Don’t “Predict”, but “Observe” — Cloud Cost Management is Signal Processing, Not Budgeting FinOps

If there’s noise in an electrocardiogram, the arrhythmia that truly needs to be seen becomes invisible.

Cloud costs are exactly the same.

>

What this article covers

  • Why cloud cost forecasting is inherently difficult
  • The decisive difference between traditional IT budget models vs. cloud budget models
  • FinOps operating cycle — Forecast → Observe → Adjust
  • Why key metrics have shifted from Forecast Accuracy to Anomaly Detection Time
  • The real crime of undeleted resources — not cost leakage, but signal masking

The Illusion of ±5% Forecasting

Traditional IT budgets typically aim for ±5% accuracy. If you buy 100 servers, those 100 servers are depreciated over 5 years, so forecasting is essentially a single multiplication. It’s a model that’s easy for CFOs to manage.

However, the cloud directly contradicts this model.

  • Traffic varies weekly
  • Releasing a new feature changes the cost structure
  • Running a data pipeline once can double that month’s bill
  • If someone leaves a GPU instance running and forgets about it, millions of won can be charged in just a few days

In such an environment, ±5% forecasting is a lie. A budget built on lies collapses in the first quarter, and by the second quarter, everyone starts ignoring those numbers.


Cloud is “Variability Itself”

The FinOps Foundation strongly emphasizes a principle:

“Cloud is variable by nature. Manage variability — don’t try to eliminate it.”

Cloud variability is not a flaw, but a characteristic. Trying to eliminate variability also kills the cloud’s greatest advantage: Elasticity. RI (Reserved Instances) or Savings Plans are ultimately just tools to define “how much variability to accept,” and they cannot eliminate variability itself.
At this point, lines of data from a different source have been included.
//! Message formatting utilities for client display.

use hiroba_server::infrastructure::dto::websocket::ChatMessageDto;
use hiroba_shared::time::timestamp_to_rfc3339;

/// Message formatter for client display
pub struct MessageFormatter;

impl MessageFormatter {
    /// Format the server greeting sent on connection accept
    pub fn format_connected(message: &str) -> String {
        format!("\n* {}\n", message)
    }

    /// Format the replayed message history shown after joining
    pub fn format_history(messages: &[ChatMessageDto]) -> String {
        let mut output = String::new();
        output.push_str("\n============================================================\n");
        output.push_str("Recent messages:\n");

        if messages.is_empty() {
            output.push_str("(No messages yet)\n");
        } else {
            for message in messages {
                let timestamp_str = timestamp_to_rfc3339(message.timestamp);
                output.push_str(&format!(
                    "@{}: {} ({})\n",
                    message.username, message.message, timestamp_str
                ));
            }
        }

        output.push_str("============================================================\n");
        output
    }

    /// Format a broadcast chat message
    pub fn format_chat_message(from: &str, content: &str, sent_at: i64) -> String {
        let timestamp_str = timestamp_to_rfc3339(sent_at);
        format!("\n@{}: {} ({})\n", from, content, timestamp_str)
    }

    /// Format a join/leave announcement
    pub fn format_system(message: &str, timestamp: i64) -> String {
        let timestamp_str = timestamp_to_rfc3339(timestamp);
        format!("\n* {} ({})\n", message, timestamp_str)
    }

    /// Format a server-side error report
    pub fn format_error(message: &str) -> String {
        format!("\n! error: {}\n", message)
    }

    /// Format an unparseable server frame as raw text
    pub fn format_raw_message(text: &str) -> String {
        format!("\n{}\n", text)
    }
}

#[cfg(test)]
mod tests {
    use super::*;

    #[test]
    fn test_format_history_with_empty_list() {
        // テスト項目: 履歴が空の場合、プレースホルダが表示される
        // given (前提条件):
        let messages = vec![];

        // when (操作):
        let output = MessageFormatter::format_history(&messages);

        // then (期待する結果):
        assert!(output.contains("Recent messages:"));
        assert!(output.contains("(No messages yet)"));
    }

    #[test]
    fn test_format_history_lists_messages_in_order() {
        // テスト項目: 履歴が与えられた順（古い順）で整形される
        // given (前提条件):
        let messages = vec![
            ChatMessageDto {
                username: "alice".to_string(),
                message: "first".to_string(),
                timestamp: 1672531200000,
            },
            ChatMessageDto {
                username: "bob".to_string(),
                message: "second".to_string(),
                timestamp: 1672531201000,
            },
        ];

        // when (操作):
        let output = MessageFormatter::format_history(&messages);

        // then (期待する結果):
        let first = output.find("@alice: first").unwrap();
        let second = output.find("@bob: second").unwrap();
        assert!(first < second);
    }

    #[test]
    fn test_format_chat_message() {
        // テスト項目: チャットメッセージが送信者・本文・時刻つきで整形される
        // given (前提条件):

        // when (操作):
        let output = MessageFormatter::format_chat_message("alice", "hi", 1672531200000);

        // then (期待する結果):
        assert!(output.contains("@alice: hi"));
        assert!(output.contains("2023-01-01T00:00:00"));
    }

    #[test]
    fn test_format_system() {
        // テスト項目: system アナウンスが時刻つきで整形される
        // given (前提条件):

        // when (操作):
        let output = MessageFormatter::format_system("alice joined the chat", 1672531200000);

        // then (期待する結果):
        assert!(output.contains("* alice joined the chat"));
        assert!(output.contains("2023-01-01T00:00:00"));
    }

    #[test]
    fn test_format_error() {
        // テスト項目: error イベントがエラー表示として整形される
        // given (前提条件):

        // when (操作):
        let output = MessageFormatter::format_error("Invalid message format");

        // then (期待する結果):
        assert!(output.contains("! error: Invalid message format"));
    }
}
Therefore, the first realization in practical cloud cost management is this:

“Don’t try to hit a precise number; stay within a range.”

The target metrics themselves change.

Item Traditional IT FinOps
Forecast Accuracy ±5% ±12~15% (Excellent), ±20% (Acceptable)
Budget Review Cycle Quarterly Daily/Weekly
Key KPI Budget Compliance Rate Mean Time To Detect (MTTD)

The Real Operating Model: Forecast → Observe → Adjust

Cloud cost management operates in the following short cycle:

1. Forecast — Set the Guardrails

At the beginning of the month, define an acceptable range where “costs within this range are normal.” This is not an exact number. This range becomes the baseline for Budget Alerts and Anomaly Detection.

2. Observe — Monitor Actual Costs Daily

Cost Explorer Daily Report, Cost Anomaly Detection alerts, Slack bots — any tool is fine. The key is to ensure that “no charges go unnoticed for longer than a day.”

3. Adjust — Analyze Variance and Update the Model

Review the actual difference (Variance) against the forecast weekly or monthly. If there’s a significant difference, classify the cause and incorporate it into the next month’s forecasting model. Acknowledging deviations and updating the model is the honesty of FinOps.

The essence of this cycle is simple:

Making mistakes is normal; quickly noticing them is key.


Therefore, Cost Management is a “Signal Processing Problem,” Not an Accounting Problem

Here, a truly interesting perspective emerges. Cloud cost management is essentially closer to Signal Processing, not Accounting.

Consider an electrocardiogram. A normal heartbeat flows with small amplitudes on a steady baseline. If an arrhythmia occurs, a sharp spike clearly stands out. Doctors perform emergency treatment based on this spike.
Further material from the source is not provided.